How many of his trees are larger than the sky
So many of his trees are
why the frame was made
a broken thing
by giving way—by the trees arise
the tree as pure height
no longer attached
Tall Poplars I, 1900
Young Birches, 1900—it was a year in which
we leaned back and looked up
and found that there was a limit
that the concept, but moreover, the fact
of a tree let us slip past
Fruit Trees, 1901, lost in a fire
at Immendorf Castle in 1945
and so now all the color is gone
and the tree that is beyond
must also have burned
in all its fruit, the fruit
must have burned from within.
Tall Poplars II, also called Approaching Thunderstorm, 1902.
It may well be
the same trees
but that doesn’t explain
the figure now leaning
in the doorway
of the white hut embedded at the base
of the line of receding trees
red leaves and the field, red behind
perhaps just another product of thunder
its pale blue presence
a rent in the horizon
but the poplar walks still farther.
Farther back in the distance
—and it’s what creates the distance—
are the silhouettes
of two other trees
and it’s not the trees—
just to be clear—
that create the distance
but their silhouettes
and it doesn’t matter how far away they are.
Animals with Landscape
Rosa Bonheur (1822-1899)
Ruskin compared her to a zookeeper.
All her life, she lived with the animals she painted—hares, horses, huge bulls, the sun
filtering through leaves, the gold falling on all sides, washing over the face, the gold on the hooves
or the “pristine paths of snow” through Fontainebleau
marked only by the passage of deer. Looking there, the eye drawing back the leaves, the eye drawing bare trees.
On the one hand, Rosa Bonheur literally animated the landscape with the beasts that she loved, while on the other, the larger, she often masked it, the big, shaggy bodies of two rams, for instance, covering at least three-quarters of the canvas, rendering invisible the river in the distance and the distance along with it.

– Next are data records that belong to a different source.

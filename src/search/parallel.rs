// src/search/parallel.rs
use rand::rngs::StdRng;
use rand::seq::index;
use rand::{Rng, SeedableRng};
use tracing::debug;

use super::{ceil_sqrt, SearchProblem};
use crate::config::EngineConfig;

/// The boxes inspected together in one round.
#[derive(Debug, Clone, PartialEq, Eq)]
pub struct ParallelRound {
    /// Distinct box indices, in sampling order
    pub picks: Vec<usize>,
    /// Whether the target was among them
    pub hit: bool,
}

/// Result of the sampled "check several boxes at once" search.
#[derive(Debug, Clone, PartialEq, Eq)]
pub struct ParallelOutcome {
    /// Every round played, the last one being the hit if `found`
    pub rounds: Vec<ParallelRound>,
    /// Whether the target was hit before the round budget ran out
    pub found: bool,
}

impl ParallelOutcome {
    /// Rounds played.
    pub fn steps(&self) -> usize {
        self.rounds.len()
    }
}

impl SearchProblem {
    /// Plays up to `ceil(sqrt(N))` rounds, each inspecting
    /// `min(ceil(sqrt(N)), N)` distinct boxes drawn uniformly, and stops at the
    /// first round that contains the target.
    pub fn parallel_search<R: Rng + ?Sized>(&self, rng: &mut R) -> ParallelOutcome {
        let budget = ceil_sqrt(self.size);
        let per_round = budget.min(self.size);
        let mut rounds = Vec::with_capacity(budget);
        let mut found = false;

        for _ in 0..budget {
            let picks = index::sample(rng, self.size, per_round).into_vec();
            let hit = picks.contains(&self.target);
            rounds.push(ParallelRound { picks, hit });
            if hit {
                found = true;
                break;
            }
        }

        debug!(size = self.size, target = self.target, rounds = rounds.len(), found, "parallel search");
        ParallelOutcome { rounds, found }
    }

    /// [`parallel_search`](Self::parallel_search) with a `StdRng` seeded from `seed`.
    pub fn parallel_search_seeded(&self, seed: u64) -> ParallelOutcome {
        let mut rng = StdRng::seed_from_u64(seed);
        self.parallel_search(&mut rng)
    }

    /// Seeded search using `config.search_seed`.
    pub fn parallel_search_with(&self, config: &EngineConfig) -> ParallelOutcome {
        self.parallel_search_seeded(config.search_seed)
    }
}

#[cfg(test)]
mod tests {
    use super::*;
    use crate::core::QcError;
    use std::collections::HashSet;

    #[test]
    fn rounds_respect_budget_and_distinctness() -> Result<(), QcError> {
        let p = SearchProblem::new(64, 17)?;
        for seed in 0..20 {
            let out = p.parallel_search_seeded(seed);
            assert!(out.steps() >= 1 && out.steps() <= 8);
            for round in &out.rounds {
                assert_eq!(round.picks.len(), 8);
                let unique: HashSet<_> = round.picks.iter().collect();
                assert_eq!(unique.len(), 8, "picks within a round are distinct");
                assert!(round.picks.iter().all(|&i| i < 64));
                assert_eq!(round.hit, round.picks.contains(&17));
            }
            let hits = out.rounds.iter().filter(|r| r.hit).count();
            if out.found {
                assert_eq!(hits, 1);
                assert!(out.rounds.last().is_some_and(|r| r.hit));
            } else {
                assert_eq!(hits, 0);
                assert_eq!(out.steps(), 8);
            }
        }
        Ok(())
    }

    #[test]
    fn tiny_problem_always_found() -> Result<(), QcError> {
        // N = 1: one round inspecting the only box.
        let out = SearchProblem::new(1, 0)?.parallel_search_seeded(7);
        assert!(out.found);
        assert_eq!(out.rounds, vec![ParallelRound { picks: vec![0], hit: true }]);

        // N = 2: budget 2, two picks per round covers everything.
        let out = SearchProblem::new(2, 1)?.parallel_search_seeded(7);
        assert!(out.found);
        assert_eq!(out.steps(), 1);
        Ok(())
    }

    #[test]
    fn same_seed_same_outcome() -> Result<(), QcError> {
        let p = SearchProblem::new(32, 5)?;
        assert_eq!(p.parallel_search_seeded(99), p.parallel_search_seeded(99));
        Ok(())
    }

    #[test]
    fn config_seed_drives_search() -> Result<(), QcError> {
        let p = SearchProblem::new(64, 40)?;
        let cfg = EngineConfig { search_seed: 2024, ..Default::default() };
        assert_eq!(p.parallel_search_with(&cfg), p.parallel_search_seeded(2024));
        assert_eq!(
            p.parallel_search_with(&EngineConfig::default()),
            p.parallel_search_seeded(0)
        );
        Ok(())
    }
}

Or a line of oxen blocking out the world, except that, of course, they are the world, telling Ruskin that she didn’t want to paint every hair of the hide, “even a photograph wouldn’t do that.”
Every hair of her gazelle, of her mouflon, of her chamois, of her yak. Her wild boar, squirrel, and eagle—and all were usually plural. Her cats.
She captured their expressions so precisely because she believed that the glance gives away the soul. And that they gave theirs freely—the ferrets, green lizards, foxes, and parrots, and sometimes a person or two—usually Nathalie.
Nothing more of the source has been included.